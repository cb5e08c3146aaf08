//! 키 기준 upsert 결과 파일
//!
//! upsert 할 때마다 파일을 다시 읽어 인덱스를 만든다. 다른 평가자 세션이
//! 그 사이에 쓴 행도 유지된다. 같은 키의 기존 행을 모두 지우고 새 행을
//! 끝에 붙인 뒤, 임시 파일에 쓰고 rename 으로 교체한다 (배치 하나당 한 번).

use super::{ensure_parent, Ledger};
use crate::error::Result;
use patho_eval_common::PresenceRecord;
use serde::de::DeserializeOwned;
use serde::Serialize;
use std::collections::{BTreeMap, HashMap};
use std::path::{Path, PathBuf};

/// upsert 키를 가진 행
pub trait Keyed {
    fn key(&self) -> &str;
}

impl Keyed for PresenceRecord {
    fn key(&self) -> &str {
        &self.image_path
    }
}

#[derive(Debug)]
pub struct KeyedLedger<R> {
    ledger: Ledger<R>,
    /// 삽입 순번 → 행 (파일 순서 유지)
    rows: BTreeMap<u64, R>,
    /// 키 → 해당 키를 가진 행의 순번들
    index: HashMap<String, Vec<u64>>,
    next_seq: u64,
}

impl<R> KeyedLedger<R>
where
    R: Keyed + Serialize + DeserializeOwned,
{
    /// 파일이 없으면 빈 상태로 시작
    pub fn open(path: impl Into<PathBuf>) -> Result<Self> {
        let mut store = Self {
            ledger: Ledger::new(path),
            rows: BTreeMap::new(),
            index: HashMap::new(),
            next_seq: 0,
        };
        store.reload()?;
        Ok(store)
    }

    /// 파일 내용으로 메모리 상태를 다시 만든다
    fn reload(&mut self) -> Result<()> {
        let existing = self.ledger.read_all()?;
        self.rows.clear();
        self.index.clear();
        self.next_seq = 0;
        for row in existing {
            self.push(row);
        }
        Ok(())
    }

    pub fn path(&self) -> &Path {
        self.ledger.path()
    }

    /// 마지막으로 읽거나 쓴 시점의 행 수
    pub(crate) fn len(&self) -> usize {
        self.rows.len()
    }

    #[cfg(test)]
    fn get(&self, key: &str) -> Vec<&R> {
        self.index
            .get(key)
            .map(|seqs| seqs.iter().filter_map(|s| self.rows.get(s)).collect())
            .unwrap_or_default()
    }

    #[cfg(test)]
    fn rows(&self) -> impl Iterator<Item = &R> {
        self.rows.values()
    }

    fn push(&mut self, row: R) {
        let seq = self.next_seq;
        self.next_seq += 1;
        self.index.entry(row.key().to_string()).or_default().push(seq);
        self.rows.insert(seq, row);
    }

    fn remove_key(&mut self, key: &str) {
        if let Some(seqs) = self.index.remove(key) {
            for seq in seqs {
                self.rows.remove(&seq);
            }
        }
    }

    /// 같은 키의 기존 행을 지우고 새 행을 추가한 뒤 파일에 반영
    pub fn upsert_all(&mut self, records: Vec<R>) -> Result<()> {
        if records.is_empty() {
            return Ok(());
        }
        self.reload()?;
        for record in records {
            self.remove_key(record.key());
            self.push(record);
        }
        self.persist()
    }

    fn persist(&self) -> Result<()> {
        let path = self.ledger.path();
        ensure_parent(path)?;

        let mut tmp = path.as_os_str().to_owned();
        tmp.push(".tmp");
        let tmp = PathBuf::from(tmp);

        {
            let mut writer = csv::Writer::from_path(&tmp)?;
            for row in self.rows.values() {
                writer.serialize(row)?;
            }
            writer.flush()?;
        }
        std::fs::rename(&tmp, path)?;
        Ok(())
    }
}
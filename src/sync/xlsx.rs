//! 로컬 워크북 (xlsx) 동기화 대상
//!
//! `<dir>/<스프레드시트 이름>.xlsx` 를 스프레드시트 하나로 본다.
//! 기존 시트는 calamine 으로 읽어 두고, 대상 시트만 교체하거나 새로 추가한 뒤
//! rust_xlsxwriter 로 워크북 전체를 다시 쓴다.

use super::SheetSink;
use crate::error::{PathoEvalError, Result};
use calamine::{open_workbook, Reader, Xlsx};
use rust_xlsxwriter::Workbook;
use std::path::{Path, PathBuf};

pub struct XlsxWorkbookSink {
    dir: PathBuf,
}

type Sheet = (String, Vec<Vec<String>>);

/// 숫자 셀로 쓰는 열 (헤더 이름 기준)
const NUMERIC_COLUMNS: &[&str] = &["score"];

fn numeric_columns(rows: &[Vec<String>]) -> Vec<usize> {
    rows.first()
        .map(|header| {
            header
                .iter()
                .enumerate()
                .filter(|(_, name)| NUMERIC_COLUMNS.contains(&name.as_str()))
                .map(|(i, _)| i)
                .collect()
        })
        .unwrap_or_default()
}

impl XlsxWorkbookSink {
    pub fn new(dir: impl Into<PathBuf>) -> Self {
        Self { dir: dir.into() }
    }

    pub fn workbook_path(&self, spreadsheet: &str) -> PathBuf {
        self.dir.join(format!("{}.xlsx", spreadsheet))
    }

    /// 워크북의 모든 시트를 문자열 표로 읽는다
    pub fn read_sheets(path: &Path) -> Result<Vec<Sheet>> {
        if !path.exists() {
            return Ok(Vec::new());
        }

        let mut workbook: Xlsx<_> = open_workbook(path)
            .map_err(|e| PathoEvalError::Sync(format!("워크북 읽기 에러 {}: {}", path.display(), e)))?;

        let mut sheets = Vec::new();
        for name in workbook.sheet_names() {
            let range = workbook
                .worksheet_range(&name)
                .map_err(|e| PathoEvalError::Sync(format!("시트 읽기 에러 {}: {}", name, e)))?;
            let rows = range
                .rows()
                .map(|row| row.iter().map(|cell| cell.to_string()).collect())
                .collect();
            sheets.push((name, rows));
        }
        Ok(sheets)
    }

    fn write_sheets(path: &Path, sheets: &[Sheet]) -> Result<()> {
        let sync_err =
            |e: rust_xlsxwriter::XlsxError| PathoEvalError::Sync(format!("Excel 쓰기 에러: {}", e));

        let mut workbook = Workbook::new();
        for (name, rows) in sheets {
            let worksheet = workbook.add_worksheet();
            worksheet.set_name(name).map_err(sync_err)?;

            let numeric = numeric_columns(rows);
            for (r, row) in rows.iter().enumerate() {
                for (c, value) in row.iter().enumerate() {
                    // 헤더 아래의 숫자 열만 숫자 셀, 나머지는 문자열 그대로
                    let number = match r > 0 && numeric.contains(&c) {
                        true => value.parse::<u32>().ok(),
                        false => None,
                    };
                    let (r, c) = (r as u32, c as u16);
                    match number {
                        Some(n) => worksheet.write_number(r, c, f64::from(n)).map_err(sync_err)?,
                        None => worksheet.write_string(r, c, value).map_err(sync_err)?,
                    };
                }
            }
        }

        workbook.save(path).map_err(sync_err)?;
        Ok(())
    }
}

impl SheetSink for XlsxWorkbookSink {
    fn replace_worksheet(
        &mut self,
        spreadsheet: &str,
        worksheet: &str,
        rows: &[Vec<String>],
    ) -> Result<()> {
        std::fs::create_dir_all(&self.dir)?;
        let path = self.workbook_path(spreadsheet);

        let mut sheets = Self::read_sheets(&path)?;
        match sheets.iter_mut().find(|(name, _)| name == worksheet) {
            Some((_, existing)) => *existing = rows.to_vec(),
            None => sheets.push((worksheet.to_string(), rows.to_vec())),
        }

        Self::write_sheets(&path, &sheets)
    }
}
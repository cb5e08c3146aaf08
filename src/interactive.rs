//! 대화식 평가 세션 (터미널)
//!
//! 상태 머신 위에 얹은 얇은 표현 계층. 이미지는 경로만 보여준다.
//!
//! ## 변경 이력
//! - 유무 판정 배치 모드: 이전 배치로 돌아가 응답 수정 가능

use crate::error::{PathoEvalError, Result};
use crate::runner::EffectRunner;
use crate::session::{render, PresenceView, SessionState, TrackView, UserAction};
use crate::sync::SheetSink;
use dialoguer::{Input, Select};
use patho_eval_common::{Prediction, Presence, Score};

const BACK_TO_MENU: &str = "↩ 메뉴로";

fn prompt_err(e: dialoguer::Error) -> PathoEvalError {
    PathoEvalError::Prompt(e.to_string())
}

fn select(prompt: &str, items: &[String], default: usize) -> Result<usize> {
    Select::new()
        .with_prompt(prompt)
        .items(items)
        .default(default)
        .interact()
        .map_err(prompt_err)
}

fn input(prompt: &str, initial: &str) -> Result<String> {
    Input::<String>::new()
        .with_prompt(prompt)
        .with_initial_text(initial)
        .allow_empty(true)
        .interact_text()
        .map_err(prompt_err)
}

/// 동작 적용 → 효과 실행. 거부된 동작은 경고만 출력하고 상태를 유지한다.
fn dispatch<S: SheetSink>(
    state: SessionState,
    runner: &mut EffectRunner<S>,
    action: UserAction,
) -> Result<SessionState> {
    match state.apply(action) {
        Ok(transition) => {
            let synced = transition.state.is_synced() && !state.is_synced();
            runner.run(transition.effects)?;
            if synced {
                if let Some(report) = runner.last_sync() {
                    println!("✔ 스프레드시트 동기화: {}", report.uploaded.join(", "));
                }
            }
            Ok(transition.state)
        }
        Err(e) => {
            println!("⚠ {}", e);
            Ok(state)
        }
    }
}

fn progress<T>(view: &TrackView<T>) -> String {
    match view {
        TrackView::Pending { position, total, .. } => format!("{}/{}", position, total),
        TrackView::Complete => "완료".into(),
    }
}

/// 대화식 세션 실행. 종료 시점의 상태를 돌려준다.
pub fn run_session<S: SheetSink>(
    mut state: SessionState,
    runner: &mut EffectRunner<S>,
    name: Option<String>,
    affiliation: Option<String>,
) -> Result<SessionState> {
    // 평가자 정보 (둘 다 입력될 때까지 진행하지 않음)
    let (mut name, mut affiliation) = (name.unwrap_or_default(), affiliation.unwrap_or_default());
    while state.identity().is_none() {
        if name.trim().is_empty() || affiliation.trim().is_empty() {
            name = input("이름을 입력해주세요", &name)?;
            affiliation = input("소속을 입력해주세요", &affiliation)?;
        }
        state = dispatch(
            state,
            runner,
            UserAction::SetIdentity {
                name: name.clone(),
                affiliation: affiliation.clone(),
            },
        )?;
        name.clear();
        affiliation.clear();
    }

    println!("\n🔬 병리학자 정성 평가\n");

    loop {
        let view = render(&state);
        let presence_progress = match &view.presence {
            PresenceView::Single(t) => progress(t),
            PresenceView::Batch { batch_number, total_batches, .. } => {
                format!("배치 {}/{}", batch_number, total_batches)
            }
            PresenceView::BatchComplete => "완료".into(),
        };
        let menu = vec![
            format!("실험 1: 5점 척도 + 코멘트 ({})", progress(&view.similarity)),
            format!("실험 2: 블라인드 테스트 ({})", progress(&view.blind)),
            format!("유무 판정 ({})", presence_progress),
            "종료".to_string(),
        ];

        state = match select("평가 항목", &menu, 0)? {
            0 => similarity_loop(state, runner)?,
            1 => blind_loop(state, runner)?,
            2 => presence_loop(state, runner)?,
            _ => break,
        };
    }

    Ok(state)
}

fn similarity_loop<S: SheetSink>(
    mut state: SessionState,
    runner: &mut EffectRunner<S>,
) -> Result<SessionState> {
    loop {
        let TrackView::Pending { position, total, item } = render(&state).similarity else {
            println!("✔ 실험 1 평가가 완료되었습니다.");
            return Ok(state);
        };

        println!("\n[{}/{}]", position, total);
        println!("  실제 이미지: {}", item.real_path);
        println!("  가상 이미지: {}", item.virtual_path);

        let mut options: Vec<String> = Score::all().map(|s| s.to_string()).collect();
        options.push(BACK_TO_MENU.to_string());
        let choice = select("유사성 점수 (1=전혀 유사하지 않음, 5=매우 유사함)", &options, 0)?;
        let Some(score) = Score::all().nth(choice) else {
            return Ok(state);
        };
        let comment = input("판단 근거 또는 코멘트 (선택 사항)", "")?;

        state = dispatch(state, runner, UserAction::SubmitSimilarity { score, comment })?;
    }
}

fn blind_loop<S: SheetSink>(
    mut state: SessionState,
    runner: &mut EffectRunner<S>,
) -> Result<SessionState> {
    loop {
        let TrackView::Pending { position, total, item } = render(&state).blind else {
            println!("✔ 실험 2 평가가 완료되었습니다.");
            return Ok(state);
        };

        println!("\n[{}/{}] {}", position, total, item);

        let mut options: Vec<String> = Prediction::OPTIONS.iter().map(|p| p.to_string()).collect();
        options.push(BACK_TO_MENU.to_string());
        // 항상 첫 번째 선택지에서 시작
        let choice = select("이 이미지의 정체는?", &options, 0)?;
        let Some(&prediction) = Prediction::OPTIONS.get(choice) else {
            return Ok(state);
        };

        state = dispatch(state, runner, UserAction::SubmitBlind { prediction })?;
    }
}

fn presence_loop<S: SheetSink>(
    mut state: SessionState,
    runner: &mut EffectRunner<S>,
) -> Result<SessionState> {
    loop {
        match render(&state).presence {
            PresenceView::Single(TrackView::Pending { position, total, item }) => {
                println!("\n[{}/{}] {}", position, total, item);
                let mut options: Vec<String> =
                    Presence::OPTIONS.iter().map(|p| p.to_string()).collect();
                options.push(BACK_TO_MENU.to_string());
                let choice = select("사구체가 있습니까?", &options, 0)?;
                let Some(&answer) = Presence::OPTIONS.get(choice) else {
                    return Ok(state);
                };
                state = dispatch(state, runner, UserAction::SubmitPresence { answer })?;
            }
            PresenceView::Batch { batch_number, total_batches, items, can_go_back } => {
                println!("\n배치 {}/{}", batch_number, total_batches);

                let mut options: Vec<String> = items
                    .iter()
                    .map(|i| format!("{:>3}. {} [{}]", i.index + 1, i.image_path, i.answer))
                    .collect();
                let first_extra = options.len();
                if can_go_back {
                    options.push("◀ 이전 배치".to_string());
                }
                options.push("제출 후 다음 배치 ▶".to_string());
                options.push(BACK_TO_MENU.to_string());

                let choice = select("응답을 바꿀 이미지를 고르세요", &options, first_extra)?;
                if let Some(item) = items.get(choice) {
                    let default = Presence::OPTIONS
                        .iter()
                        .position(|p| *p == item.answer)
                        .unwrap_or(0);
                    let labels: Vec<String> =
                        Presence::OPTIONS.iter().map(|p| p.to_string()).collect();
                    let picked = select(&item.image_path, &labels, default)?;
                    let answer = Presence::OPTIONS.get(picked).copied().unwrap_or_default();
                    state = dispatch(
                        state,
                        runner,
                        UserAction::ChoosePresence { index: item.index, answer },
                    )?;
                    continue;
                }

                let action = match (choice - first_extra, can_go_back) {
                    (0, true) => UserAction::PreviousBatch,
                    (0, false) | (1, true) => UserAction::NextBatch,
                    _ => return Ok(state),
                };
                state = dispatch(state, runner, action)?;
            }
            PresenceView::Single(TrackView::Complete) | PresenceView::BatchComplete => {
                println!("✔ 유무 판정 평가가 완료되었습니다.");
                return Ok(state);
            }
        }
    }
}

--------------------

## PROBLEM TO WORK ON
Check each line of the data for "transition". Copy the lines where it turns up.

## ANSWER BOX
        Ok(transition) => {
            let synced = transition.state.is_synced() && !state.is_synced();
            runner.run(transition.effects)?;
            Ok(transition.state)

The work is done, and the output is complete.